Two more Zika cases are suspected in Bowen and Cannonvale, following the positive diagnosis of a South Mackay man for the virus earlier this week.
Two more Zika cases are suspected in Bowen and Cannonvale, following the positive diagnosis of a South Mackay man for the virus earlier this week.

Two Zika cases suspected in Cannonvale and Bowen

BOWEN and Cannonvale residents are being urged to protect themselves against mosquito bites in and around their homes following two suspected cases of imported Zika virus.

Director of Public Health Dr Steven Donohue said there was no connection with the recent South Mackay case as the virus was acquired in different countries.

"The Bowen and Cannonvale travellers become unwell after returning from Bali. They were travelling with another person who lives near Gordonvale and that person has tested positive for Zika," he said.

Dr Donohue said the two women had now recovered, which made getting a definitive diagnosis a longer process as the virus was no longer active in their body.

Testing is ongoing with both women to provide further samples for testing this week.

Zika can be spread by one type of mosquito the Aedes Aegypti which lives only around buildings and breeds in fresh water containers.

If the mosquito bites a sick person, it could catch Zika virus and, after about a week, be able to spread it by biting other people.

Dr Donohue said as a precaution public health teams from Mackay and Townsville were now looking for mosquito breeding sites in Cannonvale.

The Bowen case lives on an isolated property with no aedes Aegypti mosquito population so no control work is required.

"Weekend inspections have found some mosquito breeding sites in Cannonvale and some live mosquitoes which may be aedes Aegypti. Further testing is happening to confirm this," Dr Donohue said.

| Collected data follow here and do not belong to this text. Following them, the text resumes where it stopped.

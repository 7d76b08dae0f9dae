//! crates/summary_stream_core/src/domain.rs
//!
//! Defines the pure, core data structures for section-based summarization.
//! These structs are independent of any database or transport format; serde
//! derives exist only so adapters can put them on the wire unchanged.

use chrono::{DateTime, Utc};
use serde::{Deserialize, Serialize};
use std::fmt;
use std::str::FromStr;
use uuid::Uuid;

//=========================================================================================
// Status and Persona Enumerations
//=========================================================================================

/// Processing state shared by documents and sections.
///
/// Sections move `Pending -> Processing -> {Completed | Failed}`. Documents never
/// have their status set directly; it is derived from their sections by the aggregator.
#[derive(Debug, Clone, Copy, PartialEq, Eq, Hash, Serialize, Deserialize)]
#[serde(rename_all = "SCREAMING_SNAKE_CASE")]
pub enum ProcessingStatus {
    Pending,
    Processing,
    Partial,
    Completed,
    Failed,
}

impl ProcessingStatus {
    /// `Completed` and `Failed` admit no further transitions.
    pub fn is_terminal(self) -> bool {
        matches!(self, ProcessingStatus::Completed | ProcessingStatus::Failed)
    }

    pub fn as_str(self) -> &'static str {
        match self {
            ProcessingStatus::Pending => "PENDING",
            ProcessingStatus::Processing => "PROCESSING",
            ProcessingStatus::Partial => "PARTIAL",
            ProcessingStatus::Completed => "COMPLETED",
            ProcessingStatus::Failed => "FAILED",
        }
    }
}

impl fmt::Display for ProcessingStatus {
    fn fmt(&self, f: &mut fmt::Formatter<'_>) -> fmt::Result {
        f.write_str(self.as_str())
    }
}

/// Returned when persisted status text does not name a known status.
/// Unknown values are always rejected, never mapped to a default.
#[derive(Debug, Clone, PartialEq, Eq, thiserror::Error)]
#[error("unrecognized processing status: '{0}'")]
pub struct UnknownStatus(pub String);

impl FromStr for ProcessingStatus {
    type Err = UnknownStatus;

    fn from_str(s: &str) -> Result<Self, Self::Err> {
        match s.trim().to_ascii_uppercase().as_str() {
            "PENDING" => Ok(ProcessingStatus::Pending),
            "PROCESSING" => Ok(ProcessingStatus::Processing),
            "PARTIAL" => Ok(ProcessingStatus::Partial),
            "COMPLETED" => Ok(ProcessingStatus::Completed),
            "FAILED" => Ok(ProcessingStatus::Failed),
            _ => Err(UnknownStatus(s.to_string())),
        }
    }
}

/// The summarization style requested for a document.
#[derive(Debug, Clone, Copy, PartialEq, Eq, Hash, Default, Serialize, Deserialize)]
#[serde(rename_all = "snake_case")]
pub enum Persona {
    #[default]
    Neutral,
    Student,
    Professional,
    Casual,
}

impl Persona {
    pub fn as_str(self) -> &'static str {
        match self {
            Persona::Neutral => "neutral",
            Persona::Student => "student",
            Persona::Professional => "professional",
            Persona::Casual => "casual",
        }
    }
}

impl fmt::Display for Persona {
    fn fmt(&self, f: &mut fmt::Formatter<'_>) -> fmt::Result {
        f.write_str(self.as_str())
    }
}

#[derive(Debug, Clone, PartialEq, Eq, thiserror::Error)]
#[error("unrecognized persona: '{0}'")]
pub struct UnknownPersona(pub String);

impl FromStr for Persona {
    type Err = UnknownPersona;

    fn from_str(s: &str) -> Result<Self, Self::Err> {
        match s.trim().to_ascii_lowercase().as_str() {
            "neutral" => Ok(Persona::Neutral),
            "student" => Ok(Persona::Student),
            "professional" => Ok(Persona::Professional),
            "casual" => Ok(Persona::Casual),
            _ => Err(UnknownPersona(s.to_string())),
        }
    }
}

//=========================================================================================
// Section Types
//=========================================================================================

/// What the summarization backend returns for one section.
#[derive(Debug, Clone, Default, PartialEq, Serialize, Deserialize)]
pub struct SectionResult {
    pub text: String,
    #[serde(default)]
    pub bullets: Vec<String>,
    #[serde(default)]
    pub action_items: Vec<String>,
    #[serde(default)]
    pub keywords: Vec<String>,
    /// Backend-reported confidence in [0, 1]; `None` counts as 1.0.
    #[serde(default)]
    pub confidence: Option<f32>,
}

impl SectionResult {
    pub fn new(text: impl Into<String>) -> Self {
        Self {
            text: text.into(),
            ..Self::default()
        }
    }

    pub fn with_bullets(mut self, bullets: Vec<String>) -> Self {
        self.bullets = bullets;
        self
    }

    pub fn with_confidence(mut self, confidence: f32) -> Self {
        self.confidence = Some(confidence);
        self
    }
}

/// One chunk of the source document and its summarization state.
/// Addressed by `(document id, index)`; `index` defines merge order.
#[derive(Debug, Clone, PartialEq, Serialize, Deserialize)]
pub struct Section {
    pub index: usize,
    pub source_text: String,
    pub summary_text: Option<String>,
    pub status: ProcessingStatus,
    pub error: Option<String>,
    pub bullets: Vec<String>,
    pub action_items: Vec<String>,
    pub keywords: Vec<String>,
    pub confidence: Option<f32>,
    pub updated_at: DateTime<Utc>,
}

impl Section {
    pub fn pending(index: usize, source_text: impl Into<String>) -> Self {
        Self {
            index,
            source_text: source_text.into(),
            summary_text: None,
            status: ProcessingStatus::Pending,
            error: None,
            bullets: Vec::new(),
            action_items: Vec::new(),
            keywords: Vec::new(),
            confidence: None,
            updated_at: Utc::now(),
        }
    }

    pub fn is_terminal(&self) -> bool {
        self.status.is_terminal()
    }

    pub(crate) fn started(&self) -> Self {
        Self {
            status: ProcessingStatus::Processing,
            updated_at: Utc::now(),
            ..self.clone()
        }
    }

    pub(crate) fn completed(&self, result: SectionResult) -> Self {
        Self {
            index: self.index,
            source_text: self.source_text.clone(),
            summary_text: Some(result.text),
            status: ProcessingStatus::Completed,
            error: None,
            bullets: result.bullets,
            action_items: result.action_items,
            keywords: result.keywords,
            confidence: result.confidence,
            updated_at: Utc::now(),
        }
    }

    pub(crate) fn failed(&self, error: impl Into<String>) -> Self {
        Self {
            status: ProcessingStatus::Failed,
            error: Some(error.into()),
            updated_at: Utc::now(),
            ..self.clone()
        }
    }
}

//=========================================================================================
// Document Types
//=========================================================================================

/// Derived figures, recomputed every time the merged text changes.
#[derive(Debug, Clone, PartialEq, Serialize, Deserialize)]
pub struct SummaryMetrics {
    pub original_word_count: usize,
    pub summary_word_count: usize,
    pub original_reading_minutes: u32,
    pub summary_reading_minutes: u32,
    pub reduction_percent: u8,
    pub confidence: f32,
}

impl SummaryMetrics {
    /// Metrics for a document that has no summary text yet.
    pub fn placeholder(original_word_count: usize) -> Self {
        Self {
            original_word_count,
            summary_word_count: 0,
            original_reading_minutes: crate::metrics::reading_time_minutes(original_word_count),
            summary_reading_minutes: 0,
            reduction_percent: 0,
            confidence: 1.0,
        }
    }
}

/// The aggregate summarization job spanning all sections of one source text.
#[derive(Debug, Clone, PartialEq, Serialize, Deserialize)]
pub struct Document {
    pub id: Uuid,
    pub original_text: String,
    pub persona: Persona,
    pub total_sections: usize,
    pub status: ProcessingStatus,
    pub brief_summary: String,
    pub detailed_summary: String,
    pub brief_overview: String,
    pub key_insights: Vec<String>,
    pub action_items: Vec<String>,
    pub keywords: Vec<String>,
    pub metrics: SummaryMetrics,
    /// Sections that ended `Failed`. Non-zero on a `Completed` document means
    /// the summary carries partial content.
    pub failed_sections: usize,
    pub favorite: bool,
    pub created_at: DateTime<Utc>,
    pub updated_at: DateTime<Utc>,
}

impl Document {
    pub fn placeholder(original_text: String, persona: Persona, total_sections: usize) -> Self {
        let now = Utc::now();
        let original_words = crate::metrics::word_count(&original_text);
        Self {
            id: Uuid::new_v4(),
            original_text,
            persona,
            total_sections,
            status: ProcessingStatus::Pending,
            brief_summary: String::new(),
            detailed_summary: String::new(),
            brief_overview: String::new(),
            key_insights: Vec::new(),
            action_items: Vec::new(),
            keywords: Vec::new(),
            metrics: SummaryMetrics::placeholder(original_words),
            failed_sections: 0,
            favorite: false,
            created_at: now,
            updated_at: now,
        }
    }

    pub fn has_partial_content(&self) -> bool {
        self.status == ProcessingStatus::Completed && self.failed_sections > 0
    }
}

//=========================================================================================
// Streaming Events
//=========================================================================================

/// An immutable record of one state transition, delivered to live subscribers.
///
/// `sequence` starts at 0 with the placeholder event and grows by exactly one per
/// event for the same document.
#[derive(Debug, Clone, PartialEq, Serialize, Deserialize)]
pub struct StreamingEvent {
    pub document_id: Uuid,
    /// Absent for whole-document events.
    pub section_index: Option<usize>,
    /// New status of the affected section, or of the document when `section_index` is absent.
    pub status: ProcessingStatus,
    pub document_status: ProcessingStatus,
    pub sequence: u64,
    pub emitted_at: DateTime<Utc>,
}

#[cfg(test)]
mod tests {
    use super::*;

    #[test]
    fn status_parsing_rejects_unknown_values() {
        assert_eq!("completed".parse::<ProcessingStatus>(), Ok(ProcessingStatus::Completed));
        assert_eq!(" PARTIAL ".parse::<ProcessingStatus>(), Ok(ProcessingStatus::Partial));
        assert_eq!(
            "DONE".parse::<ProcessingStatus>(),
            Err(UnknownStatus("DONE".to_string()))
        );
        assert!("".parse::<ProcessingStatus>().is_err());
    }

    #[test]
    fn status_display_round_trips() {
        for status in [
            ProcessingStatus::Pending,
            ProcessingStatus::Processing,
            ProcessingStatus::Partial,
            ProcessingStatus::Completed,
            ProcessingStatus::Failed,
        ] {
            assert_eq!(status.to_string().parse::<ProcessingStatus>(), Ok(status));
        }
    }

    #[test]
    fn only_completed_and_failed_are_terminal() {
        assert!(ProcessingStatus::Completed.is_terminal());
        assert!(ProcessingStatus::Failed.is_terminal());
        assert!(!ProcessingStatus::Pending.is_terminal());
        assert!(!ProcessingStatus::Processing.is_terminal());
        assert!(!ProcessingStatus::Partial.is_terminal());
    }

    #[test]
    fn persona_parses_case_insensitively() {
        assert_eq!("Student".parse::<Persona>(), Ok(Persona::Student));
        assert!("pirate".parse::<Persona>().is_err());
        assert_eq!(Persona::default(), Persona::Neutral);
    }

    #[test]
    fn placeholder_document_starts_pending() {
        let doc = Document::placeholder("one two three".to_string(), Persona::Casual, 2);
        assert_eq!(doc.status, ProcessingStatus::Pending);
        assert_eq!(doc.metrics.original_word_count, 3);
        assert_eq!(doc.metrics.reduction_percent, 0);
        assert!(!doc.has_partial_content());
    }

    #[test]
    fn completed_section_drops_previous_error() {
        let section = Section::pending(1, "source").failed("timeout");
        let done = section.completed(SectionResult::new("short").with_confidence(0.5));
        assert_eq!(done.status, ProcessingStatus::Completed);
        assert_eq!(done.error, None);
        assert_eq!(done.summary_text.as_deref(), Some("short"));
        assert_eq!(done.source_text, "source");
    }
}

"The risk that the virus has become established in the Cannonvale mosquito population is low however as a precaution we are looking at properties and undertaking control measures where we do find mosquitoes.

"We know the Airlie Beach area is low risk for aedes Aegypti because we haven't had a dengue outbreak for more than 20 years," he said.

Dr Donohue said regardless of the risk now was a good time for people to take action to rid their property and home of mosquitoes.